Pitching to Customers vs Pitching to Media – Why Your Strategy Needs a Split Personality
- Sweet Release
- Jun 26
- 2 min read

Pitching to customers vs pitching to media: Here’s a hard truth most businesses ignore: your pitch is not one-size-fits-all
What hooks a dream client won’t land you a feature in Forbes. And what makes a journalist say “yes” will likely make your customer say “meh.”
Why?
Because pitching to the media and pitching to your audience are two very different beasts.
Let’s break this down so your next pitch hits exactly where it’s meant to, whether it’s in someone’s wallet or in tomorrow’s headlines in this blog simply titled: Pitching to customers vs pitching to media.
Pitching to Customers: Connection, Trust, and Conversion
When you pitch to a potential client or customer, you’re not just offering a product or service you’re solving their problem. You need to spark emotion, create desire, and prove value, fast.
The Ingredients:
Clear benefits (what’s in it for them)
Proof you’re legit (testimonials, results, visuals)
A juicy CTA (what’s the next step?)
Tone: relatable, personal, conversational
Structure: story-driven or pain-solution format
Example:
“Feeling overwhelmed by your marketing?

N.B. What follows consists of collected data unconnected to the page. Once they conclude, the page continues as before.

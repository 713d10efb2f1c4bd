//! Request strategies describe one logical provider call.
//!
//! A [`RequestStrategy`] answers four questions for the executor: where to send the call, which
//! verb to use, what to send, and what shape the answer takes. It also gets the last word on
//! the decoded response through [`RequestStrategy::process_result`]. Strategies are composable:
//! [`DecoratedStrategy`] wraps any strategy with a base URL, bearer credentials, and provider
//! status-envelope checks while delegating everything else to the wrapped value.

pub mod decorated;
pub mod envelope;
pub mod provider_x;

pub use decorated::*;
pub use envelope::*;
pub use provider_x::*;

// std
use std::{any, marker::PhantomData};
// self
use crate::{
	_prelude::*,
	audit::{MASK, Sanitizer},
	http::{HeaderMap, HeaderName, HeaderValue, Method},
};

/// Boxed future returned by [`RequestStrategy::build_request`].
pub type StrategyFuture<'a, T> = Pin<Box<dyn Future<Output = Result<T>> + 'a + Send>>;

/// Decoding failure raised by [`ResponseType::decode`].
#[derive(Debug, ThisError)]
pub enum DecodeError {
	/// Body looked like JSON but was not well formed.
	#[error("Malformed JSON: {0}")]
	Syntax(#[from] serde_json::Error),
	/// Body was valid JSON but did not fit the declared response type.
	#[error("{0}")]
	Shape(#[from] serde_path_to_error::Error<serde_json::Error>),
}
impl DecodeError {
	/// Renders the failure for the audit trail.
	///
	/// Shape errors quote the offending value; when the failing path crosses a sensitive key the
	/// value is replaced by [`MASK`] and only the path is kept.
	pub fn audit_message(&self, sanitizer: &Sanitizer) -> String {
		match self {
			Self::Shape(e) if sanitizer.is_sensitive_path(e.path()) =>
				format!("{}: invalid value {MASK}", e.path()),
			_ => self.to_string(),
		}
	}
}

/// Contract every outbound call implements.
///
/// Each method may fail with an [`Error`]; failures from `url`, `method`, `build_request`, and
/// `response_type` abort the call before any network traffic while still being audited.
pub trait RequestStrategy
where
	Self: Send + Sync,
{
	/// Typed request entity serialized as the JSON body, or flattened into the query for `GET`.
	///
	/// Use `()` for calls without a body.
	type Request: Serialize + Send;
	/// Typed response the body is decoded into.
	type Response: DeserializeOwned + Serialize + Send;

	/// Full or relative target URL.
	fn url(&self) -> Result<String>;

	/// HTTP verb for the call.
	fn method(&self) -> Result<Method>;

	/// Headers and typed entity to send.
	///
	/// Asynchronous so decorators can acquire credentials while building the request.
	fn build_request(&self) -> StrategyFuture<'_, OutboundRequest<Self::Request>>;

	/// Descriptor of the response shape.
	fn response_type(&self) -> Result<ResponseType<Self::Response>> {
		Ok(ResponseType::new())
	}

	/// Post-deserialization hook; an `Err` fails the call.
	fn process_result(&self, response: &Self::Response) -> Result<()>;
}

/// Headers plus typed entity produced by [`RequestStrategy::build_request`].
#[derive(Clone, Debug, PartialEq, Eq)]
pub struct OutboundRequest<B> {
	/// Outbound headers.
	pub headers: HeaderMap,
	/// Typed request entity.
	pub body: B,
}
impl<B> OutboundRequest<B> {
	/// Creates a request with no headers.
	pub fn new(body: B) -> Self {
		Self { headers: HeaderMap::new(), body }
	}

	/// Adds or replaces a header.
	pub fn with_header(mut self, name: HeaderName, value: HeaderValue) -> Self {
		self.headers.insert(name, value);

		self
	}

	/// Replaces every header.
	pub fn with_headers(mut self, headers: HeaderMap) -> Self {
		self.headers = headers;

		self
	}
}

/// Descriptor of the type a response body decodes into.
///
/// The descriptor is zero-sized apart from the type name it reports in logs and audit records.
pub struct ResponseType<T> {
	name: &'static str,
	_marker: PhantomData<fn() -> T>,
}
impl<T> ResponseType<T>
where
	T: DeserializeOwned,
{
	/// Creates the descriptor for `T`.
	pub fn new() -> Self {
		Self { name: any::type_name::<T>(), _marker: PhantomData }
	}

	/// Fully qualified type name.
	pub fn name(&self) -> &'static str {
		self.name
	}

	/// Decodes a raw response body.
	///
	/// Bodies whose first non-whitespace character opens a JSON object or array are parsed as
	/// JSON and mapped onto `T`. Any other text, blank bodies included, is offered to `T` as a
	/// plain JSON string, so `String` responses accept arbitrary payloads while structured types
	/// reject them.
	pub fn decode(&self, raw: &str) -> Result<T, DecodeError> {
		let trimmed = raw.trim_start();
		let tree = if trimmed.starts_with('{') || trimmed.starts_with('[') {
			serde_json::from_str::<JsonValue>(raw)?
		} else {
			JsonValue::String(raw.to_owned())
		};

		Ok(serde_path_to_error::deserialize(tree)?)
	}
}
impl<T> Clone for ResponseType<T> {
	fn clone(&self) -> Self {
		*self
	}
}
impl<T> Copy for ResponseType<T> {}
impl<T> Debug for ResponseType<T> {
	fn fmt(&self, f: &mut Formatter) -> FmtResult {
		f.debug_tuple("ResponseType").field(&self.name).finish()
	}
}
impl<T> Default for ResponseType<T>
where
	T: DeserializeOwned,
{
	fn default() -> Self {
		Self::new()
	}
}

I help creative entrepreneurs get unstuck and grow with bold, unapologetic strategy - so you can stop guessing and start scaling.”
📰 Pitching to Media: Relevance, Newsworthiness, and Angle
The media?
They don’t care about your funnel, they care about the story.
Your job is to give them a sharp, timely, relevant angle that fits their beat and adds value to their audience.
The Ingredients:
Newsworthy hook (timely, unique, or disruptive)
Sharp headline and concise story
Strong quote or opinion
Tone: professional, informative, concise
Structure: inverted pyramid (important stuff first)
Example:
“Australian entrepreneur launches platform helping adult creators monetise ethically in a post-OnlyFans world.”
What Happens When You Confuse the Two?
Oh, I’ve seen it too many times.
I had a client once try to use their customer sales email as a press pitch.
The subject line?
“Get 20% Off Coaching This Week Only!”
I could hear the journalist’s eye-roll from across the internet.
They got zero replies.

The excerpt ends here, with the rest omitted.